Tia Tó, que por 19 anos dirigiu o Museu de Arte Sacra de Goiás,  faleceu na quinta-feira,  24, aos 89 anos,, vítima de complicações de um acidente vascular cerebral.

Antolinda Baía Borges, a Tia Tó, é natural da antiga cidade de Curralinho, hoje Itaberaí. Ela chegou à cidade de Goiás com pouco mais de dois anos. Construiu sua vida na então capital do Estado, onde foi proprietária de uma pousada e defensora da história e da cultura locais.

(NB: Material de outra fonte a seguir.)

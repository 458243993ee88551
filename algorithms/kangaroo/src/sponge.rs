//! Absorption Engine
//!
//! An owned sponge node: 200-byte state as 25 little-endian lanes plus a
//! byte cursor into the 168-byte rate window. Nodes are created zeroed,
//! mutated only by absorption, and consumed exactly once by
//! finalize/squeeze; reuse after squeezing is ruled out by move
//! semantics.

use crate::kernels::constants::{CAPACITY, LANES, PAD_END, RATE};
use crate::kernels::portable;

// =============================================================================
// SPONGE NODE
// =============================================================================

/// A single sponge node: permutation state plus rate cursor.
#[derive(Clone)]
pub struct Sponge {
    lanes: [u64; LANES],
    cursor: usize,
}

impl Sponge {
    /// Create a zeroed node with the cursor at the start of the rate.
    #[must_use]
    pub const fn new() -> Self {
        Self {
            lanes: [0; LANES],
            cursor: 0,
        }
    }

    /// XOR `data` into the state at the cursor, permuting at every rate
    /// boundary. Unaligned cursors are handled byte-by-byte; whole lanes
    /// are folded in one XOR once the cursor is lane-aligned.
    pub fn absorb(&mut self, mut data: &[u8]) {
        while self.cursor % 8 != 0 && !data.is_empty() {
            self.xor_byte(self.cursor, data[0]);
            self.cursor += 1;
            data = &data[1..];
            if self.cursor == RATE {
                self.run_permutation();
            }
        }
        while data.len() >= 8 {
            let mut word = [0u8; 8];
            word.copy_from_slice(&data[..8]);
            self.lanes[self.cursor / 8] ^= u64::from_le_bytes(word);
            self.cursor += 8;
            data = &data[8..];
            if self.cursor == RATE {
                self.run_permutation();
            }
        }
        for &byte in data {
            self.xor_byte(self.cursor, byte);
            self.cursor += 1;
            if self.cursor == RATE {
                self.run_permutation();
            }
        }
    }

    /// Append the domain suffix and padding bit, permute once, and copy
    /// the requested number of output bytes (any length; outputs beyond
    /// the rate squeeze additional permutation cycles).
    pub fn finalize_into(self, suffix: u8, output: &mut [u8]) {
        self.into_squeezer(suffix).squeeze(output);
    }

    /// Finalize to a chaining value: the capacity-sized state prefix.
    #[must_use]
    pub fn finalize_cv(self, suffix: u8) -> [u8; CAPACITY] {
        let mut cv = [0u8; CAPACITY];
        self.finalize_into(suffix, &mut cv);
        cv
    }

    /// Consume the node into an incremental squeezer.
    #[must_use]
    pub fn into_squeezer(mut self, suffix: u8) -> Squeezer {
        self.xor_byte(self.cursor, suffix);
        self.xor_byte(RATE - 1, PAD_END);
        portable::permute(&mut self.lanes);
        Squeezer {
            lanes: self.lanes,
            offset: 0,
        }
    }

    fn xor_byte(&mut self, position: usize, byte: u8) {
        self.lanes[position / 8] ^= u64::from(byte) << ((position % 8) * 8);
    }

    fn run_permutation(&mut self) {
        portable::permute(&mut self.lanes);
        self.cursor = 0;
    }
}

impl Default for Sponge {
    fn default() -> Self {
        Self::new()
    }
}

// =============================================================================
// SQUEEZER
// =============================================================================

/// Incremental output reader over a finalized node.
///
/// Reads are little-endian lane bytes; a fresh permutation cycle runs
/// each time the rate window is exhausted.
#[derive(Clone)]
pub struct Squeezer {
    lanes: [u64; LANES],
    offset: usize,
}

impl Squeezer {
    /// Fill `output` with the next output bytes.
    #[allow(clippy::cast_possible_truncation)]
    pub fn squeeze(&mut self, output: &mut [u8]) {
        let mut written = 0;
        while written < output.len() {
            if self.offset == RATE {
                portable::permute(&mut self.lanes);
                self.offset = 0;
            }
            let take = (output.len() - written).min(RATE - self.offset);
            for slot in &mut output[written..written + take] {
                *slot = (self.lanes[self.offset / 8] >> ((self.offset % 8) * 8)) as u8;
                self.offset += 1;
            }
            written += take;
        }
    }
}

#[cfg(feature = "digest-trait")]
impl digest::XofReader for Squeezer {
    fn read(&mut self, buffer: &mut [u8]) {
        self.squeeze(buffer);
    }
}

// =============================================================================
// TESTS
// =============================================================================
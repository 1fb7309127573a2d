#![cfg(test)]

pub mod menu_tests;
//! # Maestro Core Extension System
//!
//! Infrastructure for discovering, activating, deactivating, and
//! dependency-resolving extensions. An extension is a module (a unit of
//! loadable code registered with the host runtime) that additionally
//! carries a manifest descriptor and participates in the activation
//! lifecycle; its registry and active set persist through the memory store.
//!
//! ## Key Submodules and Responsibilities:
//!
//! - **[`manifest`]**: Descriptor structure and manifest deserialization.
//! - **[`version`]**: Requirement-string parsing and numeric dot-separated
//!   version comparison.
//! - **[`dependency`]**: Resolved dependency references and unresolved
//!   requirement entries.
//! - **[`registry`]**: The available set and the persisted active set.
//! - **[`loader`]**: Manifest detection across module locations.
//! - **[`resolver`]**: Activation feasibility and reverse-dependent checks.
//! - **[`manager`]**: The lifecycle orchestrator.
//! - **[`traits`]**: Module host and publish-hook seams.
//! - **[`error`]**: Extension-specific error types.
pub mod dependency;
pub mod error;
pub mod loader;
pub mod manager;
pub mod manifest;
pub mod registry;
pub mod resolver;
pub mod traits;
pub mod version;

pub use dependency::{DependencyRef, UnresolvedDependency};
pub use error::ExtensionSystemError;
pub use loader::{detect, discover_locations, ModuleLocation};
pub use manager::ExtensionManager;
pub use manifest::{ConfigMap, ExtensionDescriptor};
pub use registry::{ActiveSet, ExtensionRegistry};
pub use resolver::{DependencyResolver, ResolveMode};
pub use traits::{InProcessHost, ModuleBootstrap, ModuleHost, NullPublishHooks, PublishHooks};
pub use version::{ConstraintOp, Version, VersionConstraint, VersionError};

// Test module declaration
#[cfg(test)]
mod tests;
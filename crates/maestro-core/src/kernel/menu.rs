/// A single admin-menu entry
#[derive(Debug, Clone, PartialEq, Eq)]
pub struct MenuEntry {
    pub id: String,
    pub title: String,
    pub link: String,
}

/// Thin admin-menu state assembled at bootstrap.
///
/// Entries depend on the bootstrap mode and the operator's ACL; the menu is
/// presentation state only and is never persisted.
#[derive(Debug, Clone, Default, PartialEq, Eq)]
pub struct Menu {
    entries: Vec<MenuEntry>,
}

impl Menu {
    pub fn new() -> Self {
        Self::default()
    }

    /// Append an entry; duplicate ids are replaced in place
    pub fn add(&mut self, id: &str, title: &str, link: &str) -> &mut Self {
        let entry = MenuEntry {
            id: id.to_string(),
            title: title.to_string(),
            link: link.to_string(),
        };
        match self.entries.iter_mut().find(|e| e.id == id) {
            Some(existing) => *existing = entry,
            None => self.entries.push(entry),
        }
        self
    }

    pub fn get(&self, id: &str) -> Option<&MenuEntry> {
        self.entries.iter().find(|e| e.id == id)
    }

    pub fn contains(&self, id: &str) -> bool {
        self.get(id).is_some()
    }

    pub fn iter(&self) -> impl Iterator<Item = &MenuEntry> {
        self.entries.iter()
    }

    pub fn len(&self) -> usize {
        self.entries.len()
    }

    pub fn is_empty(&self) -> bool {
        self.entries.is_empty()
    }
}
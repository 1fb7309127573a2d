use std::collections::BTreeMap;
use std::fmt::Debug;

use serde_json::Value;

use crate::extension::dependency::UnresolvedDependency;
use crate::extension::error::ExtensionSystemError;
use crate::extension::manifest::ConfigMap;
use crate::extension::registry::{ActiveSet, ExtensionRegistry};
use crate::extension::resolver::{DependencyResolver, ResolveMode};
use crate::extension::traits::{InProcessHost, ModuleHost, NullPublishHooks, PublishHooks};
use crate::kernel::error::Result;
use crate::memory::store::MemoryStore;

/// Orchestrates extension lifecycle transitions.
///
/// Per identifier the states are: unregistered → registered (descriptor in
/// the registry) → started (module bootstrap executed, entry in the
/// in-process started table) → active (entry in the persisted active set) →
/// inactive (removed from the active set; remains started and registered).
///
/// The manager holds no registry or active-set state of its own: both are
/// loaded from the memory store passed to each call, so isolated contexts
/// (tests, parallel deployments) never share hidden globals. Dependency
/// failures are expected business outcomes surfaced as
/// [`ExtensionSystemError::DependencyUnresolved`] only at this boundary;
/// persistence failures propagate unmodified.
pub struct ExtensionManager {
    /// In-process started table: identifier → merged runtime config
    started: BTreeMap<String, ConfigMap>,
    host: Box<dyn ModuleHost>,
    hooks: Box<dyn PublishHooks>,
}

impl Debug for ExtensionManager {
    fn fmt(&self, f: &mut std::fmt::Formatter<'_>) -> std::fmt::Result {
        f.debug_struct("ExtensionManager")
            .field("started", &self.started.keys())
            .field("host", &self.host)
            .finish()
    }
}

impl Default for ExtensionManager {
    fn default() -> Self {
        Self::new(Box::new(InProcessHost::new()), Box::new(NullPublishHooks))
    }
}

impl ExtensionManager {
    /// Create a manager with the given module host and publish hooks
    pub fn new(host: Box<dyn ModuleHost>, hooks: Box<dyn PublishHooks>) -> Self {
        Self {
            started: BTreeMap::new(),
            host,
            hooks,
        }
    }

    /// Borrow the module host
    pub fn host(&self) -> &dyn ModuleHost {
        &*self.host
    }

    /// Mutably borrow the module host (e.g. to install bootstrap
    /// entrypoints or pre-start raw modules)
    pub fn host_mut(&mut self) -> &mut dyn ModuleHost {
        &mut *self.host
    }

    /// Start an extension: register its module with the host, execute the
    /// bootstrap entrypoint if present, and record the merged config
    /// (explicit overrides win over descriptor defaults) in the started
    /// table. Idempotent; a second call is a no-op. Never touches the
    /// persisted active set.
    pub fn start(
        &mut self,
        identifier: &str,
        registry: &ExtensionRegistry,
        overrides: ConfigMap,
    ) -> std::result::Result<(), ExtensionSystemError> {
        if self.started.contains_key(identifier) {
            return Ok(());
        }

        self.host.register(identifier)?;
        self.host.start(identifier)?;

        let mut config = registry
            .get(identifier)
            .map(|descriptor| descriptor.config.clone())
            .unwrap_or_default();
        config.extend(overrides);

        log::debug!("started extension '{}'", identifier);
        self.started.insert(identifier.to_string(), config);
        Ok(())
    }

    /// Whether an extension has been started in this process
    pub fn started(&self, identifier: &str) -> bool {
        self.started.contains_key(identifier)
    }

    /// All started extensions and their merged configs
    pub fn all(&self) -> impl Iterator<Item = (&String, &ConfigMap)> {
        self.started.iter()
    }

    /// Read an option for a started extension, falling back to the default
    /// when the extension is not started or the key is absent.
    pub fn option(&self, identifier: &str, key: &str, default: Value) -> Value {
        self.started
            .get(identifier)
            .and_then(|config| config.get(key).cloned())
            .unwrap_or(default)
    }

    /// Whether an extension is in the persisted active set
    pub fn activated(&self, identifier: &str, memory: &dyn MemoryStore) -> bool {
        ActiveSet::load(memory).contains(identifier)
    }

    /// Compute the unresolved requirements of an extension against the
    /// persisted registry. Diagnostics helper; an empty list means fully
    /// resolved.
    pub fn unresolved(
        &self,
        identifier: &str,
        mode: ResolveMode,
        memory: &dyn MemoryStore,
    ) -> Result<Vec<UnresolvedDependency>> {
        let registry = ExtensionRegistry::load(memory)?;
        let resolver = DependencyResolver::new(&registry, &self.started, &*self.host);
        Ok(resolver.unresolved(identifier, mode))
    }

    /// Activate an extension.
    ///
    /// Requires the identifier to be registered. Runs the conservative
    /// activatable check first; any unresolved requirement fails the call
    /// with the structured list and leaves the active set untouched.
    /// Otherwise the descriptor config enters the active set, the extension
    /// is started, the publish hooks run, and the active set is persisted.
    pub async fn activate(
        &mut self,
        identifier: &str,
        memory: &mut dyn MemoryStore,
    ) -> Result<()> {
        let registry = ExtensionRegistry::load(memory)?;
        let mut active = ActiveSet::load(memory);
        active.verify_against(&registry)?;

        let descriptor = registry
            .get(identifier)
            .ok_or_else(|| ExtensionSystemError::UnknownExtension(identifier.to_string()))?;

        let resolver = DependencyResolver::new(&registry, &self.started, &*self.host);
        let unresolved = resolver.not_activatable(identifier);
        if !unresolved.is_empty() {
            return Err(ExtensionSystemError::DependencyUnresolved {
                identifier: identifier.to_string(),
                unresolved,
            }
            .into());
        }

        let config = descriptor.config.clone();
        active.insert(identifier, config.clone());

        self.start(identifier, &registry, config)?;
        self.publish(identifier).await?;

        active.persist(memory)?;
        log::info!("activated extension '{}'", identifier);
        Ok(())
    }

    /// Deactivate an extension.
    ///
    /// Blocked when any other active extension declares a requirement on
    /// the target's declared name; the failure carries the dependent names.
    /// Otherwise the entry leaves the active set and the set is persisted.
    /// The started table is untouched: an inactive extension remains
    /// started and registered.
    pub async fn deactivate(
        &mut self,
        identifier: &str,
        memory: &mut dyn MemoryStore,
    ) -> Result<()> {
        let registry = ExtensionRegistry::load(memory)?;
        let mut active = ActiveSet::load(memory);
        active.verify_against(&registry)?;

        if !registry.contains(identifier) {
            return Err(ExtensionSystemError::UnknownExtension(identifier.to_string()).into());
        }

        let resolver = DependencyResolver::new(&registry, &self.started, &*self.host);
        let dependents = resolver.blocking_dependents(identifier, &active)?;
        if !dependents.is_empty() {
            return Err(ExtensionSystemError::DependencyUnresolved {
                identifier: identifier.to_string(),
                unresolved: dependents
                    .into_iter()
                    .map(UnresolvedDependency::dependent)
                    .collect(),
            }
            .into());
        }

        active.remove(identifier);
        active.persist(memory)?;
        log::info!("deactivated extension '{}'", identifier);
        Ok(())
    }

    /// Run the post-activation publish tasks (schema migration, then asset
    /// publication) for an extension. A failure from either propagates.
    pub async fn publish(
        &mut self,
        identifier: &str,
    ) -> std::result::Result<(), ExtensionSystemError> {
        self.hooks.migrate_schema(identifier).await?;
        self.hooks.publish_assets(identifier).await?;
        Ok(())
    }
}
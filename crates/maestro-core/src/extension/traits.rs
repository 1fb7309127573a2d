use std::collections::{HashMap, HashSet};
use std::fmt::Debug;

use async_trait::async_trait;

use crate::extension::error::ExtensionSystemError;

/// Bootstrap entrypoint of a module, executed when the module is started.
///
/// A module may ship without one; presence is optional by design.
pub trait ModuleBootstrap: Send + Sync {
    fn bootstrap(&self) -> Result<(), ExtensionSystemError>;
}

impl<F> ModuleBootstrap for F
where
    F: Fn() -> Result<(), ExtensionSystemError> + Send + Sync,
{
    fn bootstrap(&self) -> Result<(), ExtensionSystemError> {
        self()
    }
}

/// The host runtime modules are registered with.
///
/// A module is a unit of loadable code known to the host; an extension is a
/// module that additionally carries a descriptor and participates in the
/// activation lifecycle. Presence-only (`bundle`) requirements are checked
/// against this trait, not against the extension registry.
pub trait ModuleHost: Send + Sync + Debug {
    /// Register a module with the host. Registering an already-registered
    /// module is a no-op.
    fn register(&mut self, identifier: &str) -> Result<(), ExtensionSystemError>;

    /// Start a registered module, executing its bootstrap entrypoint if it
    /// has one. Starting an already-started module must not run the
    /// entrypoint again.
    fn start(&mut self, identifier: &str) -> Result<(), ExtensionSystemError>;

    /// Whether a module has been started
    fn is_started(&self, identifier: &str) -> bool;
}

/// Default in-process module host.
///
/// Tracks registered and started modules and runs installed bootstrap
/// entrypoints exactly once per module.
#[derive(Default)]
pub struct InProcessHost {
    registered: HashSet<String>,
    started: HashSet<String>,
    entrypoints: HashMap<String, Box<dyn ModuleBootstrap>>,
}

impl InProcessHost {
    /// Create an empty host
    pub fn new() -> Self {
        Self::default()
    }

    /// Install a bootstrap entrypoint for a module identifier
    pub fn install_entrypoint(&mut self, identifier: &str, entrypoint: Box<dyn ModuleBootstrap>) {
        self.entrypoints.insert(identifier.to_string(), entrypoint);
    }
}

impl Debug for InProcessHost {
    fn fmt(&self, f: &mut std::fmt::Formatter<'_>) -> std::fmt::Result {
        f.debug_struct("InProcessHost")
            .field("registered", &self.registered)
            .field("started", &self.started)
            .field("entrypoints", &self.entrypoints.keys())
            .finish()
    }
}

impl ModuleHost for InProcessHost {
    fn register(&mut self, identifier: &str) -> Result<(), ExtensionSystemError> {
        self.registered.insert(identifier.to_string());
        Ok(())
    }

    fn start(&mut self, identifier: &str) -> Result<(), ExtensionSystemError> {
        if !self.registered.contains(identifier) {
            return Err(ExtensionSystemError::Host {
                identifier: identifier.to_string(),
                operation: "start".to_string(),
                message: "module is not registered".to_string(),
            });
        }
        if !self.started.insert(identifier.to_string()) {
            return Ok(());
        }
        if let Some(entrypoint) = self.entrypoints.get(identifier) {
            entrypoint.bootstrap()?;
        }
        Ok(())
    }

    fn is_started(&self, identifier: &str) -> bool {
        self.started.contains(identifier)
    }
}

/// Post-activation publish tasks, invoked by the lifecycle manager after an
/// extension enters the active set. Opaque to the core; a failure from
/// either task propagates as activation failure.
#[async_trait]
pub trait PublishHooks: Send + Sync {
    /// Run the schema-migration task for an extension
    async fn migrate_schema(&mut self, identifier: &str) -> Result<(), ExtensionSystemError>;

    /// Run the asset-publication task for an extension
    async fn publish_assets(&mut self, identifier: &str) -> Result<(), ExtensionSystemError>;
}

/// No-op publish hooks for deployments without migration or asset tasks
#[derive(Debug, Default)]
pub struct NullPublishHooks;

#[async_trait]
impl PublishHooks for NullPublishHooks {
    async fn migrate_schema(&mut self, _identifier: &str) -> Result<(), ExtensionSystemError> {
        Ok(())
    }

    async fn publish_assets(&mut self, _identifier: &str) -> Result<(), ExtensionSystemError> {
        Ok(())
    }
}
use std::fmt::Debug;
use serde_json::Value;

use crate::memory::error::MemorySystemError;

/// Trait for memory stores holding durable key-path state.
///
/// Paths are dot-separated strings (e.g. `extensions.available`,
/// `site.name`). The store enforces no schema of its own; callers are
/// responsible for type expectations on the values they read back.
pub trait MemoryStore: Send + Sync + Debug {
    /// Get the name of this store backend
    fn name(&self) -> &str;

    /// Read the value at a key path, if present
    fn get(&self, path: &str) -> Option<Value>;

    /// Write a value at a key path. Persistent backends flush the change
    /// before returning; a write failure is fatal to the caller's operation.
    fn put(&mut self, path: &str, value: Value) -> Result<(), MemorySystemError>;

    /// Remove the value at a key path, returning it if it was present
    fn forget(&mut self, path: &str) -> Result<Option<Value>, MemorySystemError>;

    /// Read the value at a key path, falling back to a default
    fn get_or(&self, path: &str, default: Value) -> Value {
        self.get(path).unwrap_or(default)
    }
}
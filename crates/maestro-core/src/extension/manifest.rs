use std::collections::BTreeMap;

use serde::{Deserialize, Serialize};
use serde_json::Value;

/// Runtime configuration for a single extension: option name → value
pub type ConfigMap = BTreeMap<String, Value>;

/// Version recorded for manifests that declare none
pub const DEFAULT_VERSION: &str = ">0";

/// Represents an extension descriptor assembled from a manifest file.
///
/// The descriptor is immutable once cached: a detection pass rebuilds the
/// whole available set rather than merging into it. The declared `name` is
/// human-readable and may differ from the identifier the descriptor is
/// registered under.
#[derive(Debug, Clone, PartialEq, Serialize, Deserialize)]
pub struct ExtensionDescriptor {
    /// Human-readable name
    pub name: String,

    /// Extension version
    #[serde(default = "default_version")]
    pub version: String,

    /// Configuration options and their defaults
    #[serde(default)]
    pub config: ConfigMap,

    /// Dependencies: reference (identifier or declared name) → requirement
    /// string such as `">=1.2"` or `"bundle"`
    #[serde(default)]
    pub require: BTreeMap<String, String>,
}

fn default_version() -> String {
    DEFAULT_VERSION.to_string()
}

impl ExtensionDescriptor {
    /// Create a new descriptor with no config and no requirements
    pub fn new(name: &str, version: &str) -> Self {
        Self {
            name: name.to_string(),
            version: version.to_string(),
            config: ConfigMap::new(),
            require: BTreeMap::new(),
        }
    }

    /// Add a configuration default
    pub fn with_config(mut self, option: &str, default: Value) -> Self {
        self.config.insert(option.to_string(), default);
        self
    }

    /// Add a requirement entry
    pub fn with_require(mut self, reference: &str, constraint: &str) -> Self {
        self.require
            .insert(reference.to_string(), constraint.to_string());
        self
    }
}

/// Intermediate struct for manifest deserialization. Unknown fields are
/// ignored; a manifest without a `name` is tolerated here and excluded from
/// the registry by the detection pass.
#[derive(Debug, Deserialize)]
pub(crate) struct RawManifest {
    #[serde(default)]
    pub name: Option<String>,
    #[serde(default = "default_version")]
    pub version: String,
    #[serde(default)]
    pub config: ConfigMap,
    #[serde(default)]
    pub require: BTreeMap<String, String>,
}

impl RawManifest {
    /// Convert into a descriptor, yielding `None` when no name is declared
    pub(crate) fn into_descriptor(self) -> Option<ExtensionDescriptor> {
        let name = self.name?;
        Some(ExtensionDescriptor {
            name,
            version: self.version,
            config: self.config,
            require: self.require,
        })
    }
}
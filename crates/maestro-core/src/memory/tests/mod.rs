pub mod document_tests;
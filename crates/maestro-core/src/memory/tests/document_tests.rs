#![cfg(test)]

use serde_json::{json, Value};

use crate::memory::document::Document;
use crate::memory::runtime::RuntimeMemory;
use crate::memory::store::MemoryStore;

#[test]
fn test_document_put_and_get_flat_key() {
    let mut doc = Document::new();
    doc.put("site", json!("Example"));
    assert_eq!(doc.get("site"), Some(&json!("Example")));
}

#[test]
fn test_document_dot_path_creates_intermediate_objects() {
    let mut doc = Document::new();
    doc.put("email.transports.smtp.host", json!("mail.example.org"));

    assert_eq!(
        doc.get("email.transports.smtp.host"),
        Some(&json!("mail.example.org"))
    );
    // Intermediate levels are addressable objects
    assert!(doc.get("email.transports.smtp").unwrap().is_object());
    assert!(doc.get("email").unwrap().is_object());
}

#[test]
fn test_document_put_replaces_scalar_intermediate() {
    let mut doc = Document::new();
    doc.put("site", json!("scalar"));
    doc.put("site.name", json!("Example"));
    assert_eq!(doc.get("site.name"), Some(&json!("Example")));
}

#[test]
fn test_document_get_missing_path() {
    let doc = Document::new();
    assert_eq!(doc.get("does.not.exist"), None);
}

#[test]
fn test_document_forget() {
    let mut doc = Document::new();
    doc.put("site.name", json!("Example"));
    assert_eq!(doc.forget("site.name"), Some(json!("Example")));
    assert_eq!(doc.get("site.name"), None);
    assert_eq!(doc.forget("site.name"), None);
}

#[test]
fn test_document_serde_round_trip() {
    let mut doc = Document::new();
    doc.put("extensions.active", json!({"blog": {}}));
    doc.put("site.name", json!("Example"));

    let raw = serde_json::to_string(&doc).unwrap();
    let restored: Document = serde_json::from_str(&raw).unwrap();
    assert_eq!(restored, doc);
}

#[test]
fn test_runtime_store_get_or_default() {
    let mut memory = RuntimeMemory::new();
    assert_eq!(memory.get_or("site.name", json!("fallback")), json!("fallback"));

    memory.put("site.name", json!("Example")).unwrap();
    assert_eq!(memory.get_or("site.name", json!("fallback")), json!("Example"));
}

#[test]
fn test_runtime_store_forget() {
    let mut memory = RuntimeMemory::new();
    memory.put("a.b", json!(1)).unwrap();
    assert_eq!(memory.forget("a.b").unwrap(), Some(Value::from(1)));
    assert_eq!(memory.get("a.b"), None);
}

Nos anos 1960, teve papel fundamental na criação do Museu de Arte Sacra da Boa Morte, instituição que reúne obras do escultor Veiga Valle e da qual foi a única diretora, até 2019.

Foi uma das pessoas que batalhou pelo título de Patrimônio Histórico e Cultural da Humanidade, concedido à cidade de Goiás pela Unesco, em 2001.

Tia Tó foi guardiã das igrejas da cidade de Goiás pela Fundação Nacional Pró-Memória, precursora do Instituto Nacional do Patrimônio Histórico e Artístico Nacional (Iphan).

O vereador Ronaldo Caiado emitiu nota de pesar:

“Aos familiares, amigos e vilaboenses que hoje perdem sua maior representante, manifestamos nossos sentimentos. Que Deus, em sua infinita bondade, possa confortar o coração de todos neste momento de grande consternação e pesar.